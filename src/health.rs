//! Built-in introspection endpoints.
//!
//! | Path | Body |
//! |---|---|
//! | `GET /health` | `{"status":"healthy","service":…,"version":…}` |
//! | `GET /version` | the version string, `text/plain` |
//! | `GET /metrics` | a [`StatsSnapshot`](crate::StatsSnapshot) as JSON |
//!
//! [`App`](crate::App) registers all three. They are plain handlers, so a
//! bare [`Router`](crate::Router) can mount them as well:
//!
//! ```rust,no_run
//! use std::sync::Arc;
//! use servkit::{health, Config, Router, Stats};
//!
//! let config = Arc::new(Config::load("billing", "1.0.0"));
//! let stats = Arc::new(Stats::new());
//!
//! let app = Router::new()
//!     .get("/health",  health::health(Arc::clone(&config)))
//!     .get("/version", health::version(config))
//!     .get("/metrics", health::metrics(stats));
//! ```

use std::sync::Arc;

use serde::Serialize;

use crate::config::Config;
use crate::handler::Handler;
use crate::response::{IntoResponse, Json, Response};
use crate::stats::Stats;
use crate::Request;

#[derive(Serialize)]
struct HealthBody<'a> {
    status: &'static str,
    service: &'a str,
    version: &'a str,
}

/// Liveness: answers `200` with service name and version. If the process can
/// respond to HTTP at all it is healthy; there are no dependency checks.
pub fn health(config: Arc<Config>) -> impl Handler {
    move |_req: Request| {
        let config = Arc::clone(&config);
        async move {
            Json(HealthBody {
                status: "healthy",
                service: &config.app_name,
                version: &config.version,
            })
            .into_response()
        }
    }
}

/// The configured version as plain text.
pub fn version(config: Arc<Config>) -> impl Handler {
    move |_req: Request| {
        let version = config.version.clone();
        async move { Response::text(version) }
    }
}

/// A fresh snapshot of `stats`.
pub fn metrics(stats: Arc<Stats>) -> impl Handler {
    move |_req: Request| {
        let stats = Arc::clone(&stats);
        async move { Json(stats.snapshot()) }
    }
}
//! # servkit
//!
//! The pieces every small HTTP service ends up rewriting, in one place:
//!
//! - **Server bootstrap**: [`App`] registers `/health`, `/version` and
//!   `/metrics` and installs request-id, logging and metrics middleware
//! - **Middleware**: composable layers around a radix-tree [`Router`]:
//!   correlation ids, structured request logs, request statistics, static
//!   token auth and per-client rate limiting ([`middleware`])
//! - **Statistics**: a shared [`Stats`] aggregate with status counts, a
//!   latency histogram and live process telemetry
//! - **Configuration**: `PORT` plus `service.yaml` metadata ([`Config`])
//! - **Outbound calls**: a [`Client`] that forwards the correlation id
//! - **Responses**: [`Response`], [`Json`] and the [`Envelope`] shape
//!
//! ## Quick start
//!
//! ```rust,no_run
//! use servkit::{App, Config, Json, Request};
//!
//! #[tokio::main]
//! async fn main() {
//!     servkit::telemetry::init();
//!
//!     App::new(Config::load("users", "0.3.1"))
//!         .get("/users/{id}", get_user)
//!         .start()
//!         .await;
//! }
//!
//! async fn get_user(req: Request) -> Json<serde_json::Value> {
//!     let id = req.param("id").unwrap_or("unknown");
//!     Json(serde_json::json!({ "id": id }))
//! }
//! ```

mod app;
mod client;
mod config;
mod envelope;
mod error;
mod handler;
mod request;
mod response;
mod router;
mod server;
mod stats;

pub mod health;
pub mod middleware;
pub mod telemetry;

pub use app::App;
pub use client::Client;
pub use config::{Config, ServiceMetadata};
pub use envelope::{Envelope, ErrorBody, Outcome};
pub use error::{Error, Result};
pub use handler::{BoxFuture, Handler};
pub use http::{Method, StatusCode};
pub use middleware::request_id::{RequestId, request_id};
pub use request::{MAX_BODY_BYTES, Request};
pub use response::{IntoResponse, Json, Response, ResponseBuilder};
pub use router::Router;
pub use server::{HEADER_READ_TIMEOUT, REQUEST_TIMEOUT, Server};
pub use stats::{LatencyBuckets, LatencySnapshot, MAX_TRACKED_PATHS, Stats, StatsSnapshot, SystemSnapshot};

..............................

▸ **Exercise directions**: Quote all the records exactly, please, leaving none out.

▸ **Final answer**:
filename src/health.rs
//! Built-in introspection endpoints.
//!
//! | Path | Body |
//! |---|---|
//! | `GET /health` | `{"status":"healthy","service":…,"version":…}` |
//! | `GET /version` | the version string, `text/plain` |
//! | `GET /metrics` | a [`StatsSnapshot`](crate::StatsSnapshot) as JSON |
//!
//! [`App`](crate::App) registers all three. They are plain handlers, so a
//! bare [`Router`](crate::Router) can mount them as well:
//!
//! ```rust,no_run
//! use std::sync::Arc;
//! use servkit::{health, Config, Router, Stats};
//!
//! let config = Arc::new(Config::load("billing", "1.0.0"));
//! let stats = Arc::new(Stats::new());
//!
//! let app = Router::new()
//!     .get("/health",  health::health(Arc::clone(&config)))
//!     .get("/version", health::version(config))
//!     .get("/metrics", health::metrics(stats));
//! ```

use std::sync::Arc;

use serde::Serialize;

use crate::config::Config;
use crate::handler::Handler;
use crate::response::{IntoResponse, Json, Response};
use crate::stats::Stats;
use crate::Request;

#[derive(Serialize)]
struct HealthBody<'a> {
    status: &'static str,
    service: &'a str,
    version: &'a str,
}

/// Liveness: answers `200` with service name and version. If the process can
/// respond to HTTP at all it is healthy; there are no dependency checks.
pub fn health(config: Arc<Config>) -> impl Handler {
    move |_req: Request| {
        let config = Arc::clone(&config);
        async move {
            Json(HealthBody {
                status: "healthy",
                service: &config.app_name,
                version: &config.version,
            })
            .into_response()
        }
    }
}

/// The configured version as plain text.
pub fn version(config: Arc<Config>) -> impl Handler {
    move |_req: Request| {
        let version = config.version.clone();
        async move { Response::text(version) }
    }
}

/// A fresh snapshot of `stats`.
pub fn metrics(stats: Arc<Stats>) -> impl Handler {
    move |_req: Request| {
        let stats = Arc::clone(&stats);
        async move { Json(stats.snapshot()) }
    }
}
//! # servkit
//!
//! The pieces every small HTTP service ends up rewriting, in one place:
//!
//! - **Server bootstrap**: [`App`] registers `/health`, `/version` and
//!   `/metrics` and installs request-id, logging and metrics middleware
//! - **Middleware**: composable layers around a radix-tree [`Router`]:
//!   correlation ids, structured request logs, request statistics, static
//!   token auth and per-client rate limiting ([`middleware`])
//! - **Statistics**: a shared [`Stats`] aggregate with status counts, a
//!   latency histogram and live process telemetry
//! - **Configuration**: `PORT` plus `service.yaml` metadata ([`Config`])
//! - **Outbound calls**: a [`Client`] that forwards the correlation id
//! - **Responses**: [`Response`], [`Json`] and the [`Envelope`] shape
//!
//! ## Quick start
//!
//! ```rust,no_run
//! use servkit::{App, Config, Json, Request};
//!
//! #[tokio::main]
//! async fn main() {
//!     servkit::telemetry::init();
//!
//!     App::new(Config::load("users", "0.3.1"))
//!         .get("/users/{id}", get_user)
//!         .start()
//!         .await;
//! }
//!
//! async fn get_user(req: Request) -> Json<serde_json::Value> {
//!     let id = req.param("id").unwrap_or("unknown");
//!     Json(serde_json::json!({ "id": id }))
//! }
//! ```

mod app;
mod client;
mod config;
mod envelope;
mod error;
mod handler;
mod request;
mod response;
mod router;
mod server;
mod stats;

pub mod health;
pub mod middleware;
pub mod telemetry;

pub use app::App;
pub use client::Client;
pub use config::{Config, ServiceMetadata};
pub use envelope::{Envelope, ErrorBody, Outcome};
pub use error::{Error, Result};
pub use handler::{BoxFuture, Handler};
pub use http::{Method, StatusCode};
pub use middleware::request_id::{RequestId, request_id};
pub use request::{MAX_BODY_BYTES, Request};
pub use response::{IntoResponse, Json, Response, ResponseBuilder};
pub use router::Router;
pub use server::{HEADER_READ_TIMEOUT, REQUEST_TIMEOUT, Server};
pub use stats::{LatencyBuckets, LatencySnapshot, MAX_TRACKED_PATHS, Stats, StatsSnapshot, SystemSnapshot};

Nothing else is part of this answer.